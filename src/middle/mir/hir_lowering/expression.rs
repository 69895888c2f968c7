use super::BodyLoweringContext;
use crate::{
    diagnostics::DiagnosticKind,
    index::Index,
    middle::{
        hir::{self, BinaryOperator, ExpressionKind, Fixity, IncDecOperator, UnaryOperator},
        mir::{
            self, AssignSource, BlockId, BuiltinKind, LiteralId, OperatorKind, StatementKind,
            SubroutineId, ValueId,
        },
    },
};

/// Result of lowering one expression
#[derive(Debug, Clone, Copy)]
pub(super) struct Lowered {
    pub value: ValueId,
    /// The receiver, for expressions that access a member or element of it
    pub object: Option<ValueId>,
    /// `value` holds a reference to the result instead of the result itself
    pub is_reference: bool,
}

impl Lowered {
    fn value(value: ValueId) -> Self {
        Self {
            value,
            object: None,
            is_reference: false,
        }
    }
}

impl<'hir> BodyLoweringContext<'hir> {
    fn push_literal(&mut self, ty: hir::TypeId, value: hir::LiteralValue) -> LiteralId {
        let id = self.literals.next_index();
        self.literals.push(mir::Literal { id, ty, value })
    }

    /// Lowers an expression in a context that needs an actual value,
    /// dereferencing the result if necessary
    pub(super) fn lower_value(
        &mut self,
        expression: &'hir hir::Expression,
        block: BlockId,
    ) -> ValueId {
        let lowered = self.lower_expression(expression, block, false);
        if !lowered.is_reference {
            return lowered.value;
        }

        let result = self.create_temporary(expression.ty);
        self.push_statement(
            block,
            StatementKind::Operator {
                kind: OperatorKind::Deref,
                result,
                arguments: vec![lowered.value],
            },
            expression.location,
        );
        result
    }

    /// Literals and subroutine references are assigned directly instead of
    /// going through a temporary
    pub(super) fn lower_assign_source(
        &mut self,
        expression: &'hir hir::Expression,
        block: BlockId,
    ) -> AssignSource {
        match &expression.kind {
            ExpressionKind::Literal(value) => {
                AssignSource::Literal(self.push_literal(expression.ty, value.clone()))
            }
            ExpressionKind::Function(function) => {
                AssignSource::Subroutine(SubroutineId::new(function.index()))
            }
            _ => AssignSource::Value(self.lower_value(expression, block)),
        }
    }

    fn lower_values(
        &mut self,
        expressions: &'hir [hir::Expression],
        block: BlockId,
    ) -> Vec<ValueId> {
        expressions
            .iter()
            .map(|e| self.lower_value(e, block))
            .collect()
    }

    /// Lowers `expression` into `block`. With `reference` set, places
    /// (variables, elements and members) are lowered to references so they can
    /// be written through.
    pub(super) fn lower_expression(
        &mut self,
        expression: &'hir hir::Expression,
        block: BlockId,
        reference: bool,
    ) -> Lowered {
        let location = expression.location;

        match &expression.kind {
            ExpressionKind::Literal(value) => {
                let literal = self.push_literal(expression.ty, value.clone());
                let result = self.create_temporary(expression.ty);
                self.push_statement(
                    block,
                    StatementKind::Assign {
                        destination: result,
                        source: AssignSource::Literal(literal),
                    },
                    location,
                );
                Lowered::value(result)
            }
            ExpressionKind::Variable(variable) => match self.variable_map.get(variable) {
                Some(value) => Lowered::value(*value),
                None => {
                    self.error(
                        DiagnosticKind::MissingSymbol,
                        location,
                        format!(
                            "{variable:?} is not a variable of `{}`",
                            self.function.symbol.name
                        ),
                    );
                    Lowered::value(self.create_temporary(expression.ty))
                }
            },
            ExpressionKind::Function(function) => {
                let result = self.create_temporary(expression.ty);
                self.push_statement(
                    block,
                    StatementKind::Assign {
                        destination: result,
                        source: AssignSource::Subroutine(SubroutineId::new(function.index())),
                    },
                    location,
                );
                Lowered::value(result)
            }
            ExpressionKind::Unary { operator, operand } => {
                let operand = self.lower_value(operand, block);
                let kind = match operator {
                    UnaryOperator::Plus => OperatorKind::Pos,
                    UnaryOperator::Negate => OperatorKind::Neg,
                    UnaryOperator::Not => OperatorKind::Not,
                    UnaryOperator::BitNot => OperatorKind::BitNot,
                };
                Lowered::value(self.emit_operator(kind, expression, vec![operand], block))
            }
            ExpressionKind::Binary { operator, lhs, rhs } => {
                let lhs = self.lower_value(lhs, block);
                let rhs = self.lower_value(rhs, block);

                // `a > b` is `b < a`; operands are still evaluated left to right
                let (kind, arguments) = match operator {
                    BinaryOperator::Greater => (OperatorKind::Less, vec![rhs, lhs]),
                    BinaryOperator::GreaterEqual => (OperatorKind::LessEqual, vec![rhs, lhs]),
                    other => (binary_operator(*other), vec![lhs, rhs]),
                };
                Lowered::value(self.emit_operator(kind, expression, arguments, block))
            }
            ExpressionKind::IncDec {
                operator,
                fixity,
                target,
            } => {
                if !target.kind.is_place() {
                    self.error(
                        DiagnosticKind::InvalidIncrementTarget,
                        target.location,
                        "only variables, elements and members can be incremented or decremented",
                    );
                    return Lowered::value(self.create_temporary(expression.ty));
                }

                let target = self.lower_expression(target, block, true);
                let kind = match operator {
                    IncDecOperator::Increment => OperatorKind::Increment,
                    IncDecOperator::Decrement => OperatorKind::Decrement,
                };

                match fixity {
                    Fixity::Prefix => Lowered::value(self.emit_operator(
                        kind,
                        expression,
                        vec![target.value],
                        block,
                    )),
                    Fixity::Postfix => {
                        let previous = self.emit_operator(
                            OperatorKind::Deref,
                            expression,
                            vec![target.value],
                            block,
                        );
                        self.emit_operator(kind, expression, vec![target.value], block);
                        Lowered::value(previous)
                    }
                }
            }
            ExpressionKind::Assign { target, value } => {
                if !target.kind.is_place() {
                    self.error(
                        DiagnosticKind::InvalidAssignmentTarget,
                        target.location,
                        "only variables, elements and members can be assigned to",
                    );
                    return Lowered::value(self.create_temporary(expression.ty));
                }

                let target = self.lower_expression(target, block, true);
                let source = self.lower_assign_source(value, block);
                self.push_statement(
                    block,
                    StatementKind::Assign {
                        destination: target.value,
                        source,
                    },
                    location,
                );
                target
            }
            ExpressionKind::Call { callee, arguments } => {
                self.lower_call(expression, callee, arguments, block)
            }
            ExpressionKind::Index { object, index } => {
                let object = self.lower_expression(object, block, reference).value;
                let index = self.lower_value(index, block);
                let kind = match reference {
                    true => OperatorKind::IndexRef,
                    false => OperatorKind::Index,
                };

                Lowered {
                    value: self.emit_operator(kind, expression, vec![object, index], block),
                    object: Some(object),
                    is_reference: reference,
                }
            }
            ExpressionKind::Member { object, key } => {
                let Some(name) = self.member_name(key) else {
                    return Lowered::value(self.create_temporary(expression.ty));
                };

                let object = self.lower_expression(object, block, reference).value;
                let result = self.create_temporary(expression.ty);
                let kind = match reference {
                    true => StatementKind::MemberRef {
                        result,
                        object,
                        name,
                    },
                    false => StatementKind::Member {
                        result,
                        object,
                        name,
                    },
                };
                self.push_statement(block, kind, location);

                Lowered {
                    value: result,
                    object: Some(object),
                    is_reference: reference,
                }
            }
            ExpressionKind::Cast { value, target } => {
                let value = self.lower_value(value, block);
                let result = self.create_temporary(*target);
                self.emit_builtin(
                    BuiltinKind::Cast,
                    Some(*target),
                    Some(result),
                    vec![value],
                    expression,
                    block,
                );
                Lowered::value(result)
            }
            ExpressionKind::Make { target, arguments } => {
                let arguments = self.lower_values(arguments, block);
                let result = self.create_temporary(*target);
                self.emit_builtin(
                    BuiltinKind::Make,
                    Some(*target),
                    Some(result),
                    arguments,
                    expression,
                    block,
                );
                Lowered::value(result)
            }
            ExpressionKind::Print(arguments) => {
                let arguments = self.lower_values(arguments, block);
                self.emit_builtin(BuiltinKind::Print, None, None, arguments, expression, block);
                Lowered::value(self.create_temporary(expression.ty))
            }
            ExpressionKind::TypeOf(value) => {
                let value = self.lower_value(value, block);
                let result = self.create_temporary(expression.ty);
                self.emit_builtin(
                    BuiltinKind::TypeOf,
                    None,
                    Some(result),
                    vec![value],
                    expression,
                    block,
                );
                Lowered::value(result)
            }
        }
    }

    fn lower_call(
        &mut self,
        expression: &'hir hir::Expression,
        callee: &'hir hir::Expression,
        arguments: &'hir [hir::Expression],
        block: BlockId,
    ) -> Lowered {
        match &callee.kind {
            ExpressionKind::Function(function) => {
                let arguments = self.lower_values(arguments, block);
                let result = self.create_temporary(expression.ty);
                self.push_statement(
                    block,
                    StatementKind::Call {
                        result,
                        callee: SubroutineId::new(function.index()),
                        arguments,
                    },
                    expression.location,
                );
                Lowered::value(result)
            }
            // method call, the receiver goes first
            ExpressionKind::Member { .. } => {
                let method = self.lower_expression(callee, block, false);
                let mut operands = vec![method.value];
                operands.extend(method.object);
                operands.extend(self.lower_values(arguments, block));

                Lowered::value(self.emit_operator(OperatorKind::Call, expression, operands, block))
            }
            _ => {
                let callee = self.lower_value(callee, block);
                let mut operands = vec![callee];
                operands.extend(self.lower_values(arguments, block));

                Lowered::value(self.emit_operator(OperatorKind::Call, expression, operands, block))
            }
        }
    }

    /// Member keys must be string literals; they are pooled as the member name
    fn member_name(&mut self, key: &'hir hir::Expression) -> Option<LiteralId> {
        match &key.kind {
            ExpressionKind::Literal(value @ hir::LiteralValue::String(_)) => {
                Some(self.push_literal(key.ty, value.clone()))
            }
            _ => {
                self.error(
                    DiagnosticKind::NonLiteralMemberKey,
                    key.location,
                    "member keys must be string literals",
                );
                None
            }
        }
    }

    fn emit_operator(
        &mut self,
        kind: OperatorKind,
        expression: &'hir hir::Expression,
        arguments: Vec<ValueId>,
        block: BlockId,
    ) -> ValueId {
        let result = self.create_temporary(expression.ty);
        self.push_statement(
            block,
            StatementKind::Operator {
                kind,
                result,
                arguments,
            },
            expression.location,
        );
        result
    }

    fn emit_builtin(
        &mut self,
        kind: BuiltinKind,
        template: Option<hir::TypeId>,
        result: Option<ValueId>,
        arguments: Vec<ValueId>,
        expression: &'hir hir::Expression,
        block: BlockId,
    ) {
        self.push_statement(
            block,
            StatementKind::Builtin {
                kind,
                template,
                result,
                arguments,
            },
            expression.location,
        );
    }
}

▬▬▬

• _What you are asked to do_
Please state how many lines in the material above include the word "AssignSource". Nothing but the number is wanted.

• _Answer for this exercise_
7